The data:
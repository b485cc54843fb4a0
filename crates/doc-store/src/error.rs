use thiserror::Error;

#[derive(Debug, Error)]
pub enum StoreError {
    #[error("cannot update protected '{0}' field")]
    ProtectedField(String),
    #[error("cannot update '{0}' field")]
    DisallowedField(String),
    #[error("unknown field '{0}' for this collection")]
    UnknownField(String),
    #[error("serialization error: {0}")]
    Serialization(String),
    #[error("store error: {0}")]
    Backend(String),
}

Work task:
Print the material above once more, exactly.

Response to this exercise:
repository b485cc54843fb4a0
filename crates/doc-store/src/error.rs
use thiserror::Error;

#[derive(Debug, Error)]
pub enum StoreError {
    #[error("cannot update protected '{0}' field")]
    ProtectedField(String),
    #[error("cannot update '{0}' field")]
    DisallowedField(String),
    #[error("unknown field '{0}' for this collection")]
    UnknownField(String),
    #[error("serialization error: {0}")]
    Serialization(String),
    #[error("store error: {0}")]
    Backend(String),
}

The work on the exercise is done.